--- Work task ---
Take each line of the entries below that contains "crate" and copy it.

--- Material provided ---
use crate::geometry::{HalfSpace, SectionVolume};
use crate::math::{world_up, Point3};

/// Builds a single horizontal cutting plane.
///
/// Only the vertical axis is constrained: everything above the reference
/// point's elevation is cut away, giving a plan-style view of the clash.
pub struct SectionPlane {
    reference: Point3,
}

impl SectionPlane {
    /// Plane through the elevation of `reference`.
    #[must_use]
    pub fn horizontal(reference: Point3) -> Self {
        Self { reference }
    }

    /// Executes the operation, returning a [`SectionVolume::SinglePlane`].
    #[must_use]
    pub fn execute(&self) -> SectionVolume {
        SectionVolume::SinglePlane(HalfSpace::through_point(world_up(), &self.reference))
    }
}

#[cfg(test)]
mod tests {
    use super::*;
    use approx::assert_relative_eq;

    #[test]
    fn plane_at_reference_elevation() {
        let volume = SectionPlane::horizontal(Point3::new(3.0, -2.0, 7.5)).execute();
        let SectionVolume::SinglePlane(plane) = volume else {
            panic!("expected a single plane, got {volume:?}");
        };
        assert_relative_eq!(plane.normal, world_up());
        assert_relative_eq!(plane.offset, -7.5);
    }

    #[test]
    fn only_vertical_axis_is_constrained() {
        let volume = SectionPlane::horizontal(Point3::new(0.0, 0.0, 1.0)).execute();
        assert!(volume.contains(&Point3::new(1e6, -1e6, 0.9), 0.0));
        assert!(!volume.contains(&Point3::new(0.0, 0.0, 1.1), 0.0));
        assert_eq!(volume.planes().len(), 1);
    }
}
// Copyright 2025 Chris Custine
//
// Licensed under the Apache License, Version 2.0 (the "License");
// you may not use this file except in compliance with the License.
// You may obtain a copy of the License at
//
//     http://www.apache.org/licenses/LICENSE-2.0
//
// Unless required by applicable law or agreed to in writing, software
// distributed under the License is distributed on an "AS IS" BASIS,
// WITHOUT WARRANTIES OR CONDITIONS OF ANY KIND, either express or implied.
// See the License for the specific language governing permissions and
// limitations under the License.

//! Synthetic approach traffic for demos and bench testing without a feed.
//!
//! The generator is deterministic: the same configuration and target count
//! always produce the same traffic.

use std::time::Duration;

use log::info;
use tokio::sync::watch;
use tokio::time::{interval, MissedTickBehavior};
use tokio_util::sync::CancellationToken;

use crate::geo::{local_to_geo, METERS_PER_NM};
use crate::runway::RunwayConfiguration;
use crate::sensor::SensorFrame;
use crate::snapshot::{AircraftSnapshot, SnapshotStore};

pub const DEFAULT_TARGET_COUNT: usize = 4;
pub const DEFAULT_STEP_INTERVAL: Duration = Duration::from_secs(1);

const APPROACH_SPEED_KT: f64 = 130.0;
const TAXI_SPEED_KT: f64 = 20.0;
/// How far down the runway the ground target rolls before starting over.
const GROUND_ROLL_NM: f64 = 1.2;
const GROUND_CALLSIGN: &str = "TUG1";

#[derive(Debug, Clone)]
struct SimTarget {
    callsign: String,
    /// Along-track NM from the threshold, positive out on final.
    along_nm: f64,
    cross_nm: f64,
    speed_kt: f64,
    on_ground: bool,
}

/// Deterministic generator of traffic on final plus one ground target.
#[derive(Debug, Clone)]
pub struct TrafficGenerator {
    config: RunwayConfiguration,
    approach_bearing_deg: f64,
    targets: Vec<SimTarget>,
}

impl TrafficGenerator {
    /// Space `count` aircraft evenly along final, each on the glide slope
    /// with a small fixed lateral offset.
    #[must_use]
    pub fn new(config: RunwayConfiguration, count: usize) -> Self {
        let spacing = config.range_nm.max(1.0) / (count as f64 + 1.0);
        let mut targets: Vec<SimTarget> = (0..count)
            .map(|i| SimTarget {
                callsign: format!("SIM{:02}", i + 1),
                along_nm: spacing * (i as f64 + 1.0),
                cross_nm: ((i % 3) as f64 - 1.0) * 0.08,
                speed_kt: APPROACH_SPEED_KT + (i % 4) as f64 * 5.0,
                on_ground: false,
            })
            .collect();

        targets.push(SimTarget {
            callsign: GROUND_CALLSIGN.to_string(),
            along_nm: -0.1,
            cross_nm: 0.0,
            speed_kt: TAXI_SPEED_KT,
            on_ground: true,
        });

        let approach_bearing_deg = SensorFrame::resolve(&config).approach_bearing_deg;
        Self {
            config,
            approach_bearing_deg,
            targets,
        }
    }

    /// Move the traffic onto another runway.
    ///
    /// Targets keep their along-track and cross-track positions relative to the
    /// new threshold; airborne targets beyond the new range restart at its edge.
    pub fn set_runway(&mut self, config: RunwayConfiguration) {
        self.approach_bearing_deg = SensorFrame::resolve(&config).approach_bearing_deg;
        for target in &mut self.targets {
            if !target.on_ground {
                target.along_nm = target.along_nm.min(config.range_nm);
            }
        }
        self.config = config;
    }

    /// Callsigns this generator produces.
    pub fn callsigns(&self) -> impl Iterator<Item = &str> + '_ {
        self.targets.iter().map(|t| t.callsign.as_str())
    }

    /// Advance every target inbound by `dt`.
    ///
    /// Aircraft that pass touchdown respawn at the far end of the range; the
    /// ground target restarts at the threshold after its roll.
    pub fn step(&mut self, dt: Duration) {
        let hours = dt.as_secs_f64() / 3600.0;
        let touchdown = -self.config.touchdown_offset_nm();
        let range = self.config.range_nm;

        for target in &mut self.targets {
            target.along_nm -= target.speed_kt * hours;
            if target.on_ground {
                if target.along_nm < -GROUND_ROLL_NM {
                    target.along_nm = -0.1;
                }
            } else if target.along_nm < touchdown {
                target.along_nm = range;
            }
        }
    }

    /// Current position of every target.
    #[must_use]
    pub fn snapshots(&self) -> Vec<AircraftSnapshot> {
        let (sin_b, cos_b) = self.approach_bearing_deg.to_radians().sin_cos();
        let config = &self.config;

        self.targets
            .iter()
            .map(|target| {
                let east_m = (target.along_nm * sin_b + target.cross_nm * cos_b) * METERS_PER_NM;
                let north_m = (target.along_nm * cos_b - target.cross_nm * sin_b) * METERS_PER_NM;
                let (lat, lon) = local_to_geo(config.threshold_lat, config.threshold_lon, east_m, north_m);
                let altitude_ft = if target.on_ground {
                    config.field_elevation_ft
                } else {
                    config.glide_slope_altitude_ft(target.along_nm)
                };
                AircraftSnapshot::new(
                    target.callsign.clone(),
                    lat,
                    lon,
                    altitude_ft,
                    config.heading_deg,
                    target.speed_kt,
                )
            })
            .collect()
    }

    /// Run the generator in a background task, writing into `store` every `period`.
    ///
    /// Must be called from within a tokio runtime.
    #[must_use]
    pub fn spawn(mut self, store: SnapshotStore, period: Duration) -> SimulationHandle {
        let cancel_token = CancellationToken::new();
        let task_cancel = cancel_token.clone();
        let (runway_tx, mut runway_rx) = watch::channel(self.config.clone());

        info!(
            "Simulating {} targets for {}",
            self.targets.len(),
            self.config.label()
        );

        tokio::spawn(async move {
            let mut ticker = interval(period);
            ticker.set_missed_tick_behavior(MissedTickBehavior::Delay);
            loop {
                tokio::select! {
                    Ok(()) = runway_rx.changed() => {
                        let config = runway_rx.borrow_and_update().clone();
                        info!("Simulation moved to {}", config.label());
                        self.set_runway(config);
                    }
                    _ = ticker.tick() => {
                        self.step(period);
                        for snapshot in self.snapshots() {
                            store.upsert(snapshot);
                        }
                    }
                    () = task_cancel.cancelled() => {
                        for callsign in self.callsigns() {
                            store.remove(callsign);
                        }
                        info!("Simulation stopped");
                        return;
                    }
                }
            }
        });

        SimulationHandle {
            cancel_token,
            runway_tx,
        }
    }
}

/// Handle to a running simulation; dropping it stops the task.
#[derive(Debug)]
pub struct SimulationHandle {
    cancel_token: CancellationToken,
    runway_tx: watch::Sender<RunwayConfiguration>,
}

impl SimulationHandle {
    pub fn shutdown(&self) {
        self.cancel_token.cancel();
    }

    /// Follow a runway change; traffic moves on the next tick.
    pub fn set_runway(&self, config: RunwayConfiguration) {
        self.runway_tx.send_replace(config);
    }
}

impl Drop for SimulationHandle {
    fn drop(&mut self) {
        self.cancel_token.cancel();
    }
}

--- Output for this task ---
use crate::geometry::{HalfSpace, SectionVolume};
use crate::math::{world_up, Point3};
use crate::geo::{local_to_geo, METERS_PER_NM};
use crate::runway::RunwayConfiguration;
use crate::sensor::SensorFrame;
use crate::snapshot::{AircraftSnapshot, SnapshotStore};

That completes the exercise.